▶ Task to carry out: What is needed here is an exact reprint of every record below.

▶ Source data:
============
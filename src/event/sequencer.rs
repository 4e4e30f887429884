//! Event sequencer — expands a [`Score`] into start/stop events.
//!
//! A tick cursor advances by one beat's worth of ticks per beat, silent
//! beats included, across all repeats. Within a beat every start is emitted
//! before any stop, and the stops are spread across the beat so that the
//! emitted ticks never go backwards.

use std::fmt;
use std::num::NonZeroU32;

use super::tick::{Tick, DEFAULT_TICKS_PER_BEAT};
use super::types::TimedEvent;
use crate::dsl::{Beat, Score};

/// [`DEFAULT_TICKS_PER_BEAT`] as a resolution.
pub const DEFAULT_RESOLUTION: NonZeroU32 = match NonZeroU32::new(DEFAULT_TICKS_PER_BEAT) {
    Some(n) => n,
    None => panic!("DEFAULT_TICKS_PER_BEAT must be non-zero"),
};

/// Everything needed to render a score.
#[derive(Debug, Clone, Copy)]
pub struct RenderSpec<'a> {
    pub score: &'a Score,
    pub tempo_bpm: u32,
    pub repeat_count: u32,
    pub ticks_per_beat: NonZeroU32,
}

impl<'a> RenderSpec<'a> {
    /// A spec at the default resolution of [`DEFAULT_TICKS_PER_BEAT`].
    pub fn new(score: &'a Score, tempo_bpm: u32, repeat_count: u32) -> Self {
        Self {
            score,
            tempo_bpm,
            repeat_count,
            ticks_per_beat: DEFAULT_RESOLUTION,
        }
    }

    pub fn with_ticks_per_beat(mut self, ticks_per_beat: NonZeroU32) -> Self {
        self.ticks_per_beat = ticks_per_beat;
        self
    }
}

/// An error that prevents a score from being rendered.
#[derive(Debug, Clone, PartialEq, Eq)]
pub enum RenderError {
    /// Tempo below one beat per minute.
    InvalidTempo { bpm: u32 },
}

impl fmt::Display for RenderError {
    fn fmt(&self, f: &mut fmt::Formatter<'_>) -> fmt::Result {
        match self {
            RenderError::InvalidTempo { bpm } => {
                write!(f, "tempo {bpm} is too slow: it must be at least 1 BPM")
            }
        }
    }
}

impl std::error::Error for RenderError {}

/// A rendered, tick-ordered event stream plus the timing it was rendered at.
#[derive(Debug, Clone, PartialEq, Eq)]
pub struct Sequence {
    tempo_bpm: u32,
    ticks_per_beat: u32,
    length: Tick,
    events: Vec<TimedEvent>,
}

impl Sequence {
    pub fn tempo_bpm(&self) -> u32 {
        self.tempo_bpm
    }

    pub fn ticks_per_beat(&self) -> u32 {
        self.ticks_per_beat
    }

    pub fn events(&self) -> &[TimedEvent] {
        &self.events
    }

    pub fn len(&self) -> usize {
        self.events.len()
    }

    pub fn is_empty(&self) -> bool {
        self.events.is_empty()
    }

    /// End of the last rendered beat, silent beats included.
    pub fn length(&self) -> Tick {
        self.length
    }

    /// Wall-clock length of the sequence at its tempo.
    pub fn duration_secs(&self) -> f64 {
        self.length.to_seconds(self.tempo_bpm)
    }
}

/// Render a score into a [`Sequence`].
pub fn render(spec: &RenderSpec<'_>) -> Result<Sequence, RenderError> {
    if spec.tempo_bpm < 1 {
        return Err(RenderError::InvalidTempo {
            bpm: spec.tempo_bpm,
        });
    }

    let ticks_per_beat = spec.ticks_per_beat.get();
    let beats = spec.score.beats();
    let total_beats = (beats.len() as u64).saturating_mul(u64::from(spec.repeat_count));

    let hits_per_repeat = spec.score.hit_count();
    let capacity = (hits_per_repeat * 2)
        .checked_mul(spec.repeat_count as usize)
        .unwrap_or(0);
    let mut events = Vec::with_capacity(capacity);
    let mut cursor = Tick::ZERO;

    for _ in 0..spec.repeat_count {
        for beat in beats {
            emit_beat(beat, cursor, ticks_per_beat, &mut events);
            cursor = cursor + u64::from(ticks_per_beat);
        }
    }

    Ok(Sequence {
        tempo_bpm: spec.tempo_bpm,
        ticks_per_beat,
        length: Tick::from_beats(total_beats, ticks_per_beat),
        events,
    })
}

/// Emit one beat starting at `at`: all starts, then staggered stops.
///
/// With `n` hits, hit `j` stops `(j + 1) * ticks_per_beat / n` ticks after
/// the beat starts, never later than the end of the beat.
fn emit_beat(beat: &Beat, at: Tick, ticks_per_beat: u32, events: &mut Vec<TimedEvent>) {
    let hits = beat.hits();
    if hits.is_empty() {
        return;
    }

    events.extend(hits.iter().map(|&hit| TimedEvent::start(hit, at)));

    let step = (ticks_per_beat / hits.len() as u32).max(1) as u64;
    for (j, &hit) in hits.iter().enumerate() {
        let offset = ((j as u64 + 1) * step).min(ticks_per_beat as u64);
        events.push(TimedEvent::stop(hit, at + offset));
    }
}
============
▶ Solution:
filename src/event/sequencer.rs
repository 4e4e30f887429884
//! Event sequencer — expands a [`Score`] into start/stop events.
//!
//! A tick cursor advances by one beat's worth of ticks per beat, silent
//! beats included, across all repeats. Within a beat every start is emitted
//! before any stop, and the stops are spread across the beat so that the
//! emitted ticks never go backwards.

use std::fmt;
use std::num::NonZeroU32;

use super::tick::{Tick, DEFAULT_TICKS_PER_BEAT};
use super::types::TimedEvent;
use crate::dsl::{Beat, Score};

/// [`DEFAULT_TICKS_PER_BEAT`] as a resolution.
pub const DEFAULT_RESOLUTION: NonZeroU32 = match NonZeroU32::new(DEFAULT_TICKS_PER_BEAT) {
    Some(n) => n,
    None => panic!("DEFAULT_TICKS_PER_BEAT must be non-zero"),
};

/// Everything needed to render a score.
#[derive(Debug, Clone, Copy)]
pub struct RenderSpec<'a> {
    pub score: &'a Score,
    pub tempo_bpm: u32,
    pub repeat_count: u32,
    pub ticks_per_beat: NonZeroU32,
}

impl<'a> RenderSpec<'a> {
    /// A spec at the default resolution of [`DEFAULT_TICKS_PER_BEAT`].
    pub fn new(score: &'a Score, tempo_bpm: u32, repeat_count: u32) -> Self {
        Self {
            score,
            tempo_bpm,
            repeat_count,
            ticks_per_beat: DEFAULT_RESOLUTION,
        }
    }

    pub fn with_ticks_per_beat(mut self, ticks_per_beat: NonZeroU32) -> Self {
        self.ticks_per_beat = ticks_per_beat;
        self
    }
}

/// An error that prevents a score from being rendered.
#[derive(Debug, Clone, PartialEq, Eq)]
pub enum RenderError {
    /// Tempo below one beat per minute.
    InvalidTempo { bpm: u32 },
}

impl fmt::Display for RenderError {
    fn fmt(&self, f: &mut fmt::Formatter<'_>) -> fmt::Result {
        match self {
            RenderError::InvalidTempo { bpm } => {
                write!(f, "tempo {bpm} is too slow: it must be at least 1 BPM")
            }
        }
    }
}

impl std::error::Error for RenderError {}

/// A rendered, tick-ordered event stream plus the timing it was rendered at.
#[derive(Debug, Clone, PartialEq, Eq)]
pub struct Sequence {
    tempo_bpm: u32,
    ticks_per_beat: u32,
    length: Tick,
    events: Vec<TimedEvent>,
}

impl Sequence {
    pub fn tempo_bpm(&self) -> u32 {
        self.tempo_bpm
    }

    pub fn ticks_per_beat(&self) -> u32 {
        self.ticks_per_beat
    }

    pub fn events(&self) -> &[TimedEvent] {
        &self.events
    }

    pub fn len(&self) -> usize {
        self.events.len()
    }

    pub fn is_empty(&self) -> bool {
        self.events.is_empty()
    }

    /// End of the last rendered beat, silent beats included.
    pub fn length(&self) -> Tick {
        self.length
    }

    /// Wall-clock length of the sequence at its tempo.
    pub fn duration_secs(&self) -> f64 {
        self.length.to_seconds(self.tempo_bpm)
    }
}

/// Render a score into a [`Sequence`].
pub fn render(spec: &RenderSpec<'_>) -> Result<Sequence, RenderError> {
    if spec.tempo_bpm < 1 {
        return Err(RenderError::InvalidTempo {
            bpm: spec.tempo_bpm,
        });
    }

    let ticks_per_beat = spec.ticks_per_beat.get();
    let beats = spec.score.beats();
    let total_beats = (beats.len() as u64).saturating_mul(u64::from(spec.repeat_count));

    let hits_per_repeat = spec.score.hit_count();
    let capacity = (hits_per_repeat * 2)
        .checked_mul(spec.repeat_count as usize)
        .unwrap_or(0);
    let mut events = Vec::with_capacity(capacity);
    let mut cursor = Tick::ZERO;

    for _ in 0..spec.repeat_count {
        for beat in beats {
            emit_beat(beat, cursor, ticks_per_beat, &mut events);
            cursor = cursor + u64::from(ticks_per_beat);
        }
    }

    Ok(Sequence {
        tempo_bpm: spec.tempo_bpm,
        ticks_per_beat,
        length: Tick::from_beats(total_beats, ticks_per_beat),
        events,
    })
}

/// Emit one beat starting at `at`: all starts, then staggered stops.
///
/// With `n` hits, hit `j` stops `(j + 1) * ticks_per_beat / n` ticks after
/// the beat starts, never later than the end of the beat.
fn emit_beat(beat: &Beat, at: Tick, ticks_per_beat: u32, events: &mut Vec<TimedEvent>) {
    let hits = beat.hits();
    if hits.is_empty() {
        return;
    }

    events.extend(hits.iter().map(|&hit| TimedEvent::start(hit, at)));

    let step = (ticks_per_beat / hits.len() as u32).max(1) as u64;
    for (j, &hit) in hits.iter().enumerate() {
        let offset = ((j as u64 + 1) * step).min(ticks_per_beat as u64);
        events.push(TimedEvent::stop(hit, at + offset));
    }
}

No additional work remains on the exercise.